ACTION ITEM:
Check each line of the listing for the word "filtered" and report the ones that have it.

EXTRACTED DATA:
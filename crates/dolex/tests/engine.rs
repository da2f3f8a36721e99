//! End-to-end flows across the whole engine: formula → dependency order →
//! evaluation → metadata → manifest → replay.

use std::collections::BTreeMap;
use std::path::PathBuf;

use dolex::{
    BatchRequest, ColumnSpec, Layer, SourceConfig, Table, TransformMetadata, TransformRequest,
    Value, execute_batch_transform, execute_single_transform, parse, promote_columns,
    read_manifest, replay_manifest, resolve_manifest_path, stringify, write_manifest,
};

const PEOPLE_CSV: &str = concat!(
    "name,age,score,group,joined\n",
    "ada,17,80,a,2021-03-06\n",
    "bob,34,90,b,2022-11-30\n",
    "carol,68,70,a,2020-07-15\n",
    "dan,41,,b,2023-01-02\n",
);

fn spec(create: &str, expr: &str) -> ColumnSpec {
    ColumnSpec {
        create: create.to_owned(),
        expr: expr.to_owned(),
        ty: None,
        partition_by: None,
        filter: None,
    }
}

fn request(create: &str, expr: &str) -> TransformRequest {
    TransformRequest {
        table: "people".to_owned(),
        spec: spec(create, expr),
    }
}

fn temp_manifest(name: &str) -> PathBuf {
    std::env::temp_dir().join(format!("dolex-engine-{}-{name}.json", std::process::id()))
}

#[test]
fn formulas_round_trip_through_stringify() {
    let formulas = [
        "row_mean(a, b, c)",
        "cut(age, [0, 18, 65, 100], [\"youth\", \"adult\", \"senior\"])",
        "zscore(score) * 100 + 1",
        "if_else(`First Name` == \"\", \"unknown\", lower(`First Name`))",
        "a + b * c ^ 2 ^ x >= d && !(e || f)",
    ];
    for formula in formulas {
        let ast = parse(formula).expect(formula);
        assert_eq!(
            parse(&stringify(&ast)).expect("reparse"),
            ast,
            "round trip diverged for {formula}"
        );
    }
}

#[test]
fn batch_with_cross_references_produces_consistent_columns() {
    let mut table = Table::from_csv_str(PEOPLE_CSV).expect("table");
    let mut meta = TransformMetadata::new();

    let batch = BatchRequest {
        table: "people".to_owned(),
        transforms: vec![
            // listed out of dependency order on purpose
            spec("age_band_upper", "upper(age_band)"),
            spec(
                "age_band",
                "cut(age, [0, 18, 65, 100], [\"youth\", \"adult\", \"senior\"])",
            ),
        ],
    };
    let outcome = execute_batch_transform(&mut table, &mut meta, &batch).expect("batch");
    assert!(outcome.failed.is_empty());

    assert_eq!(
        table.column_values("age_band").expect("age_band"),
        &[
            Value::from("youth"),
            Value::from("adult"),
            Value::from("senior"),
            Value::from("adult"),
        ]
    );
    assert_eq!(
        table.column_values("age_band_upper").expect("upper"),
        &[
            Value::from("YOUTH"),
            Value::from("ADULT"),
            Value::from("SENIOR"),
            Value::from("ADULT"),
        ]
    );
}

#[test]
fn partitioned_zscore_is_scoped_per_group() {
    let mut table = Table::from_csv_str(PEOPLE_CSV).expect("table");
    let mut meta = TransformMetadata::new();

    let mut partitioned = request("score_z", "zscore(score)");
    partitioned.spec.partition_by = Some("group".to_owned());
    execute_single_transform(&mut table, &mut meta, &partitioned).expect("run");

    // group a: scores 80, 70 -> mean 75, sd 5; group b: only 90 valid
    let values = table.column_values("score_z").expect("score_z");
    assert_eq!(values[0], Value::Number(1.0));
    assert_eq!(values[2], Value::Number(-1.0));
    assert_eq!(values[1], Value::Null, "single valid value has sd 0");
    assert_eq!(values[3], Value::Null, "null score stays null");
}

#[test]
fn promote_write_reload_replay_reproduces_values() {
    let mut table = Table::from_csv_str(PEOPLE_CSV).expect("table");
    let mut meta = TransformMetadata::new();

    execute_single_transform(&mut table, &mut meta, &request("score_filled", "fill_null(score, 0)"))
        .expect("first");
    execute_single_transform(
        &mut table,
        &mut meta,
        &request("score_rank", "percentile_rank(score_filled)"),
    )
    .expect("second");
    // an unpromoted scratch column must not survive the reload
    execute_single_transform(&mut table, &mut meta, &request("scratch", "score_filled + 1"))
        .expect("scratch");

    promote_columns(
        &mut meta,
        "people",
        &["score_filled".to_owned(), "score_rank".to_owned()],
    );

    let path = temp_manifest("replay");
    write_manifest(&meta, &["people"], &path).expect("write");

    let mut reloaded = Table::from_csv_str(PEOPLE_CSV).expect("reload");
    let mut fresh_meta = TransformMetadata::new();
    let manifest = read_manifest(&path).expect("manifest present");
    let report = replay_manifest(&mut reloaded, &mut fresh_meta, &manifest, "people");

    assert_eq!(report.replayed, vec!["score_filled", "score_rank"]);
    assert!(report.skipped.is_empty());
    assert!(!reloaded.has_column("scratch"));

    assert_eq!(
        reloaded.column_values("score_filled").expect("filled"),
        table.column_values("score_filled").expect("filled"),
    );
    assert_eq!(
        reloaded.column_values("score_rank").expect("rank"),
        table.column_values("score_rank").expect("rank"),
    );
    assert_eq!(
        fresh_meta.get_layer("people", "score_rank"),
        Some(Layer::Derived)
    );
}

#[test]
fn working_shadow_over_a_replayed_derived_column() {
    let mut table = Table::from_csv_str(PEOPLE_CSV).expect("table");
    let mut meta = TransformMetadata::new();

    execute_single_transform(&mut table, &mut meta, &request("flag", "score >= 80"))
        .expect("derived run");
    promote_columns(&mut meta, "people", &["flag".to_owned()]);

    // newer, unpromoted override of the same column
    execute_single_transform(&mut table, &mut meta, &request("flag", "score >= 85"))
        .expect("working run");

    let visible = meta.get("people", "flag").expect("record");
    assert_eq!(visible.layer, Layer::Working);
    assert_eq!(visible.expr, "score >= 85");
    assert_eq!(
        meta.get_derived("people", "flag").expect("derived").expr,
        "score >= 80"
    );

    // the manifest still carries only the promoted definition
    let path = temp_manifest("shadow");
    write_manifest(&meta, &["people"], &path).expect("write");
    let manifest = read_manifest(&path).expect("read");
    assert_eq!(manifest.tables["people"][0].expr, "score >= 80");
}

#[test]
fn filters_and_equality_semantics_compose() {
    let mut table = Table::from_csv_str(PEOPLE_CSV).expect("table");
    let mut meta = TransformMetadata::new();

    let mut filtered = request("a_score", "score");
    filtered.spec.filter = Some(BTreeMap::from([("group".to_owned(), Value::from("a"))]));
    execute_single_transform(&mut table, &mut meta, &filtered).expect("run");

    assert_eq!(
        table.column_values("a_score").expect("a_score"),
        &[
            Value::Number(80.0),
            Value::Null,
            Value::Number(70.0),
            Value::Null
        ]
    );
}

#[test]
fn manifest_location_follows_the_source() {
    assert_eq!(
        resolve_manifest_path(&SourceConfig::file("surveys/2024.csv")),
        PathBuf::from("surveys/2024.dolex.json")
    );
    assert_eq!(
        resolve_manifest_path(&SourceConfig::directory("surveys/")),
        PathBuf::from("surveys/.dolex.json")
    );
}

SOLUTION FOR THIS TASK:
    let mut filtered = request("a_score", "score");
    filtered.spec.filter = Some(BTreeMap::from([("group".to_owned(), Value::from("a"))]));
    execute_single_transform(&mut table, &mut meta, &filtered).expect("run");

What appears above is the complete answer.